Hana realized she was rubbing her wrists and clasped her hands together on top of the desk. “Are you in the habit of fucking all of your proteges?”
Dr. Celores gave her a wolfish grin and straightened up. “Only the ones I like.”
Hana’s grip tightened, her jaw ached. “I’ll ask again. Why are you here? Just to flirt?”
The facade dropped. Dr. Celores’ face was stone. “I’m leaving.”
“Leaving?”
“Transferring. Back to Meqina Station.”
“I… see.”
“So you’ll have to find someone else, unfortunately.”
“I gathered.”
With the same ease with which she folded herself into the chair, Dr. Celores stood up and stretched. “Well, it’s been fun, Dr. Areiya, but I do have other places to be. If you’re ever around Meqina, do give me a call.”
“I don’t think I will.”
Dr.
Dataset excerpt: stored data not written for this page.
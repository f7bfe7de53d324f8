//! Product count aggregation over category subtrees.

use std::collections::{HashMap, HashSet};

use tracing::{instrument, warn};

use crate::domain::child_index::ChildIndex;
use crate::domain::entities::ProductCategory;

/// Products tallied per exact category id (descendants not included).
#[derive(Debug, Clone, Default, PartialEq, Eq)]
pub struct DirectCounts {
    counts: HashMap<String, u64>,
}

impl DirectCounts {
    /// Count product rows per `category_id`. Rows without a category are ignored.
    pub fn tally<'a>(products: impl IntoIterator<Item = &'a ProductCategory>) -> Self {
        let mut counts: HashMap<String, u64> = HashMap::new();
        for category_id in products
            .into_iter()
            .filter_map(|p| p.category_id.as_deref())
        {
            *counts.entry(category_id.to_string()).or_default() += 1;
        }
        Self { counts }
    }

    pub fn get(&self, id: &str) -> u64 {
        self.counts.get(id).copied().unwrap_or(0)
    }
}

impl FromIterator<(String, u64)> for DirectCounts {
    fn from_iter<I: IntoIterator<Item = (String, u64)>>(iter: I) -> Self {
        Self {
            counts: iter.into_iter().collect(),
        }
    }
}

/// Subtree totals for every category of one index, computed in a single pass.
#[derive(Debug, Clone, Default, PartialEq, Eq)]
pub struct TotalCounts {
    totals: HashMap<String, u64>,
}

impl TotalCounts {
    /// Post-order sum: `total(c) = direct(c) + sum(total(child))`.
    ///
    /// Each subtree is summed once and reused by its ancestors. An edge that
    /// closes a cycle contributes nothing instead of recursing forever.
    #[instrument(level = "debug", skip_all, fields(n = index.ids().len()))]
    pub fn compute(index: &ChildIndex, direct: &DirectCounts) -> Self {
        let mut totals: HashMap<String, u64> = HashMap::with_capacity(index.ids().len());
        let mut in_progress: HashSet<&str> = HashSet::new();

        for start in index.ids() {
            let mut stack: Vec<(&str, bool)> = vec![(start.as_str(), false)];

            while let Some((id, expanded)) = stack.pop() {
                if expanded {
                    let sum = direct.get(id)
                        + index
                            .children(id)
                            .iter()
                            .map(|child| totals.get(child).copied().unwrap_or(0))
                            .sum::<u64>();
                    totals.insert(id.to_string(), sum);
                    in_progress.remove(id);
                    continue;
                }
                if totals.contains_key(id) {
                    continue;
                }
                if !in_progress.insert(id) {
                    warn!("cycle through {} while summing counts", id);
                    continue;
                }
                stack.push((id, true));
                for child in index.children(id) {
                    if !totals.contains_key(child) {
                        stack.push((child.as_str(), false));
                    }
                }
            }
        }
        Self { totals }
    }

    /// Total for `id`; 0 for categories outside the index.
    pub fn total(&self, id: &str) -> u64 {
        self.totals.get(id).copied().unwrap_or(0)
    }

    pub fn len(&self) -> usize {
        self.totals.len()
    }

    pub fn is_empty(&self) -> bool {
        self.totals.is_empty()
    }
}

/// Aggregates counts for a category list and its product rows.
pub struct CountAggregator<'a> {
    index: &'a ChildIndex,
    direct: DirectCounts,
    totals: TotalCounts,
}

impl<'a> CountAggregator<'a> {
    pub fn new(index: &'a ChildIndex, direct: DirectCounts) -> Self {
        let totals = TotalCounts::compute(index, &direct);
        Self {
            index,
            direct,
            totals,
        }
    }

    pub fn direct_count(&self, id: &str) -> u64 {
        self.direct.get(id)
    }

    pub fn total_count(&self, id: &str) -> u64 {
        self.totals.total(id)
    }

    /// Totals for every root, in index order.
    pub fn root_totals(&self) -> Vec<(String, u64)> {
        self.index
            .roots()
            .map(|root| (root.to_string(), self.totals.total(root)))
            .collect()
    }
}
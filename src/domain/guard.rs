//! Reparent validation, run against the full category list before an edit is stored.

use std::fmt;

use serde::Serialize;
use tracing::{debug, instrument};

use crate::domain::child_index::ChildIndex;
use crate::domain::entities::Category;

/// Why a reparent was refused.
#[derive(Debug, Clone, Copy, PartialEq, Eq, Serialize)]
#[serde(rename_all = "SCREAMING_SNAKE_CASE")]
pub enum RejectReason {
    /// The new parent is the category itself or one of its descendants
    SelfOrCycle,
    /// The new parent does not exist
    ParentNotFound,
}

impl RejectReason {
    /// Stable reason code for callers.
    pub fn code(&self) -> &'static str {
        match self {
            RejectReason::SelfOrCycle => "SELF_OR_CYCLE",
            RejectReason::ParentNotFound => "PARENT_NOT_FOUND",
        }
    }
}

impl fmt::Display for RejectReason {
    fn fmt(&self, f: &mut fmt::Formatter<'_>) -> fmt::Result {
        match self {
            RejectReason::SelfOrCycle => {
                write!(f, "a category cannot be moved under itself or its descendants")
            }
            RejectReason::ParentNotFound => write!(f, "parent category not found"),
        }
    }
}

/// Outcome of a reparent check.
#[derive(Debug, Clone, Copy, PartialEq, Eq)]
pub enum ReparentVerdict {
    Accept,
    Reject(RejectReason),
}

impl ReparentVerdict {
    pub fn is_accepted(&self) -> bool {
        matches!(self, ReparentVerdict::Accept)
    }

    pub fn reason(&self) -> Option<RejectReason> {
        match self {
            ReparentVerdict::Accept => None,
            ReparentVerdict::Reject(reason) => Some(*reason),
        }
    }
}

/// Validates proposed parent assignments.
///
/// Must be given the unfiltered list: a view that already hides the category
/// and its descendants cannot reveal the cycle.
pub struct CycleGuard {
    index: ChildIndex,
}

impl CycleGuard {
    pub fn new(categories: &[Category]) -> Self {
        Self {
            index: ChildIndex::from_categories(categories),
        }
    }

    pub fn from_index(index: ChildIndex) -> Self {
        Self { index }
    }

    /// Check moving `category_id` under `proposed_parent` (`None` promotes to root).
    #[instrument(level = "debug", skip(self))]
    pub fn validate(&self, category_id: &str, proposed_parent: Option<&str>) -> ReparentVerdict {
        let Some(parent) = proposed_parent else {
            return ReparentVerdict::Accept;
        };
        if parent == category_id {
            return ReparentVerdict::Reject(RejectReason::SelfOrCycle);
        }
        if !self.index.contains(parent) {
            return ReparentVerdict::Reject(RejectReason::ParentNotFound);
        }
        if self.index.descendants(category_id).contains(parent) {
            debug!("{} is a descendant of {}", parent, category_id);
            return ReparentVerdict::Reject(RejectReason::SelfOrCycle);
        }
        ReparentVerdict::Accept
    }
}

/// One-shot form of [`CycleGuard::validate`].
pub fn validate_reparent(
    category_id: &str,
    proposed_parent: Option<&str>,
    categories: &[Category],
) -> ReparentVerdict {
    CycleGuard::new(categories).validate(category_id, proposed_parent)
}
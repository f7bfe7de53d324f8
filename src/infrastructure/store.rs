//! Catalog store implementations: JSON snapshot file and in-memory.

use std::path::{Path, PathBuf};
use std::sync::{Arc, RwLock};

use serde::{Deserialize, Serialize};
use serde_json::{Map, Value};
use tracing::{debug, instrument};

use crate::application::{ApplicationError, ApplicationResult, PathContextExt};
use crate::domain::{Category, ProductCategory};
use crate::infrastructure::traits::{CatalogStore, FileSystem};

/// On-disk snapshot layout.
///
/// Unknown top-level keys survive a rewrite.
#[derive(Debug, Clone, Default, PartialEq, Serialize, Deserialize)]
pub struct CatalogSnapshot {
    #[serde(default)]
    pub categories: Vec<Category>,
    #[serde(default)]
    pub products: Vec<ProductCategory>,
    #[serde(flatten)]
    pub extra: Map<String, Value>,
}

/// Reads and writes a JSON snapshot `{ "categories": [...], "products": [...] }`.
///
/// The file is read on every call; nothing is cached.
pub struct JsonCatalogStore {
    fs: Arc<dyn FileSystem>,
    path: PathBuf,
}

impl JsonCatalogStore {
    pub fn new(fs: Arc<dyn FileSystem>, path: impl Into<PathBuf>) -> Self {
        Self {
            fs,
            path: path.into(),
        }
    }

    pub fn path(&self) -> &Path {
        &self.path
    }

    #[instrument(level = "debug", skip(self), fields(path = %self.path.display()))]
    pub fn read_snapshot(&self) -> ApplicationResult<CatalogSnapshot> {
        if !self.fs.exists(&self.path) {
            return Err(ApplicationError::CatalogNotFound(self.path.clone()));
        }
        let raw = self
            .fs
            .read_to_string(&self.path)
            .with_path_context("read snapshot", &self.path)?;
        let snapshot: CatalogSnapshot =
            serde_json::from_str(&raw).with_path_context("parse snapshot", &self.path)?;
        debug!(
            "snapshot: {} categories, {} products",
            snapshot.categories.len(),
            snapshot.products.len()
        );
        Ok(snapshot)
    }

    pub fn write_snapshot(&self, snapshot: &CatalogSnapshot) -> ApplicationResult<()> {
        let json =
            serde_json::to_string_pretty(snapshot).with_path_context("serialize snapshot", &self.path)?;
        self.fs
            .write_atomic(&self.path, &format!("{json}\n"))
            .with_path_context("write snapshot", &self.path)
    }
}

impl CatalogStore for JsonCatalogStore {
    fn load_categories(&self) -> ApplicationResult<Vec<Category>> {
        Ok(self.read_snapshot()?.categories)
    }

    fn load_products(&self) -> ApplicationResult<Vec<ProductCategory>> {
        Ok(self.read_snapshot()?.products)
    }

    fn save_categories(&self, categories: &[Category]) -> ApplicationResult<()> {
        let mut snapshot = self.read_snapshot()?;
        snapshot.categories = categories.to_vec();
        self.write_snapshot(&snapshot)
    }
}

/// Lock-protected store for embedding and tests.
#[derive(Debug, Default)]
pub struct InMemoryCatalogStore {
    state: RwLock<CatalogSnapshot>,
}

impl InMemoryCatalogStore {
    pub fn new(categories: Vec<Category>, products: Vec<ProductCategory>) -> Self {
        Self {
            state: RwLock::new(CatalogSnapshot {
                categories,
                products,
                extra: Map::new(),
            }),
        }
    }

    fn poisoned() -> ApplicationError {
        ApplicationError::OperationFailed {
            context: "in-memory catalog lock".to_string(),
            source: "lock poisoned".into(),
        }
    }
}

impl CatalogStore for InMemoryCatalogStore {
    fn load_categories(&self) -> ApplicationResult<Vec<Category>> {
        let state = self.state.read().map_err(|_| Self::poisoned())?;
        Ok(state.categories.clone())
    }

    fn load_products(&self) -> ApplicationResult<Vec<ProductCategory>> {
        let state = self.state.read().map_err(|_| Self::poisoned())?;
        Ok(state.products.clone())
    }

    fn save_categories(&self, categories: &[Category]) -> ApplicationResult<()> {
        let mut state = self.state.write().map_err(|_| Self::poisoned())?;
        state.categories = categories.to_vec();
        Ok(())
    }
}
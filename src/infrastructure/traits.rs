//! I/O boundary traits for testability
//!
//! These traits abstract external I/O operations, allowing services
//! to be tested with in-memory implementations.

use std::io::{self, Write};
use std::path::Path;

use crate::application::ApplicationResult;
use crate::domain::{Category, ProductCategory};

/// Filesystem abstraction for testability.
pub trait FileSystem: Send + Sync {
    /// Read file contents to string.
    fn read_to_string(&self, path: &Path) -> io::Result<String>;

    /// Write string content to file.
    fn write(&self, path: &Path, content: &str) -> io::Result<()>;

    /// Replace file content in one step: write a sibling temp file, then rename it over `path`.
    fn write_atomic(&self, path: &Path, content: &str) -> io::Result<()>;

    /// Check if path exists.
    fn exists(&self, path: &Path) -> bool;

    /// Create directory and all parent directories.
    fn create_dir_all(&self, path: &Path) -> io::Result<()>;

    /// Create parent directories if needed.
    fn ensure_parent(&self, path: &Path) -> io::Result<()>;
}

/// Source of catalog snapshots.
///
/// Every load returns the current state; implementations must not hand out
/// cached copies, since reparent validation relies on fresh data.
pub trait CatalogStore: Send + Sync {
    /// Full, unfiltered category list.
    fn load_categories(&self) -> ApplicationResult<Vec<Category>>;

    /// Product rows with their category association.
    fn load_products(&self) -> ApplicationResult<Vec<ProductCategory>>;

    /// Replace the stored category list.
    fn save_categories(&self, categories: &[Category]) -> ApplicationResult<()>;
}

// ============================================================
// REAL IMPLEMENTATIONS
// ============================================================

/// Real filesystem implementation.
#[derive(Debug, Default)]
pub struct RealFileSystem;

impl FileSystem for RealFileSystem {
    fn read_to_string(&self, path: &Path) -> io::Result<String> {
        std::fs::read_to_string(path)
    }

    fn write(&self, path: &Path, content: &str) -> io::Result<()> {
        std::fs::write(path, content)
    }

    fn write_atomic(&self, path: &Path, content: &str) -> io::Result<()> {
        self.ensure_parent(path)?;
        let dir = match path.parent() {
            Some(parent) if !parent.as_os_str().is_empty() => parent,
            _ => Path::new("."),
        };
        let mut tmp = tempfile::NamedTempFile::new_in(dir)?;
        tmp.write_all(content.as_bytes())?;
        tmp.as_file().sync_all()?;
        tmp.persist(path).map_err(|e| e.error)?;
        Ok(())
    }

    fn exists(&self, path: &Path) -> bool {
        path.exists()
    }

    fn create_dir_all(&self, path: &Path) -> io::Result<()> {
        std::fs::create_dir_all(path)
    }

    fn ensure_parent(&self, path: &Path) -> io::Result<()> {
        if let Some(parent) = path.parent() {
            if !parent.as_os_str().is_empty() {
                self.create_dir_all(parent)?;
            }
        }
        Ok(())
    }
}
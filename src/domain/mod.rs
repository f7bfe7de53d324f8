//! Domain layer: entities and the category hierarchy engine
//!
//! This layer is independent of external concerns (no I/O, no CLI, no config loading).
//! Every operation recomputes from the flat list it is handed.

pub mod arena;
pub mod builder;
pub mod child_index;
pub mod counts;
pub mod entities;
pub mod error;
pub mod filter;
pub mod guard;
pub mod integrity;
pub mod options;

pub use arena::{CategoryArena, TreeNode};
pub use builder::{build_forest, TreeBuilder};
pub use child_index::ChildIndex;
pub use counts::{CountAggregator, DirectCounts, TotalCounts};
pub use entities::*;
pub use error::{DomainError, DomainResult};
pub use filter::{CategorySelection, FilterResolver, ResolvedFilter, SelectionMode};
pub use guard::{validate_reparent, CycleGuard, RejectReason, ReparentVerdict};
pub use integrity::{check_forest, ForestReport};
pub use options::{parent_candidates, OptionFlattener};
// storefront/src/web/middleware.rs

use crate::session::{Session, SESSION_COOKIE};
use crate::state::AppState;
use actix_web::body::MessageBody;
use actix_web::dev::{ServiceRequest, ServiceResponse};
use actix_web::middleware::Next;
use actix_web::{web, Error, HttpMessage};
use tracing::debug;

/// Resolves the signed session cookie to a [`Session`] and stores it in the
/// request extensions. A missing, forged or expired cookie leaves the request
/// without a stored session until a handler writes to it; the response then
/// carries the new cookie.
pub async fn session_middleware(
  req: ServiceRequest,
  next: Next<impl MessageBody>,
) -> Result<ServiceResponse<impl MessageBody>, Error> {
  let Some(state) = req.app_data::<web::Data<AppState>>().cloned() else {
    return next.call(req).await;
  };
  let store = state.sessions.clone();

  let existing = req
    .cookie(SESSION_COOKIE)
    .and_then(|cookie| store.verify_cookie(cookie))
    .filter(|id| store.contains(id));
  let session = Session::new(existing, store);

  req.extensions_mut().insert(session.clone());
  let mut res = next.call(req).await?;

  if let Some(cookie) = session.pending_cookie() {
    debug!("Issued a new session cookie.");
    res.response_mut().add_cookie(&cookie)?;
  }
  Ok(res)
}
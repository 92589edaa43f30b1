// storefront/src/lib.rs

//! A small storefront: accounts with an admin role, a categorized catalog,
//! carts, likes, and admin product management, served over actix-web with a
//! SQLite store.

pub mod config;
pub mod context;
pub mod db;
pub mod errors;
pub mod models;
pub mod services;
pub mod session;
pub mod state;
pub mod telemetry;
pub mod web;

pub use config::AppConfig;
pub use context::RequestContext;
pub use errors::{AppError, Result};
pub use state::AppState;
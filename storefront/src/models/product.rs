// storefront/src/models/product.rs

use serde::Serialize;
use sqlx::FromRow;

#[derive(Debug, Clone, PartialEq, Eq, Serialize, FromRow)]
pub struct Product {
  pub id: i64,
  pub name: String,
  pub price: i64,   // minor units, currency-agnostic
  pub file: String, // public path of the product image, e.g. /static/goggle1.jpg
  pub category_id: Option<i64>,
}

/// A product paired with how many users liked it.
#[derive(Debug, Clone, Serialize, FromRow)]
pub struct RankedProduct {
  #[sqlx(flatten)]
  #[serde(flatten)]
  pub product: Product,
  pub likes: i64,
}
Celores shot her one last smile before slipping out the door.
Hana paid attention this time, made certain no one else snuck in behind her. But she was certainly alone now, alone with her thoughts and the mountain of paperwork waiting for her. A surgery next week. More consultations today and the rest of the week. And now her supplier was leaving. She looked down at the bottle in her pocket. If she rationed, she would have enough to get her through the next two months. But after that? She would be useless in the operating room without the meds. Would she be able to find someone else willing to take Dr. Celores’ place? Certainly not someone as cheap as her.
If this kept up, if her suppliers kept disappearing or getting burned, she would have to go to the streets and gamble on purity and authenticity. Too risky in her line of work, especially if the Nation decided to test her once she deviated from her normally strict schedule of work, sleep, work.
What was she really using the meds for anyway? Creating more people like her, all fucked up and full of regret, that’s what. Sure, there was the guise of helping people, everyone thought surgeons were altruistic at their cores. But she knew better. She and Dr. Celores were the same, really. Preying on those who didn’t know any better. Or those who knew better and chose to do it anyway.
She pulled the contact chip out of her other pocket and set it on the desk, spinning the little square of black silicone around and around. Her jaw popped, and she rubbed at her temples and tried to relax before she had to get another enamel repair.
If the withdrawals didn’t kill her, the monotony sure would.
Something, something, opportunity knocks, right?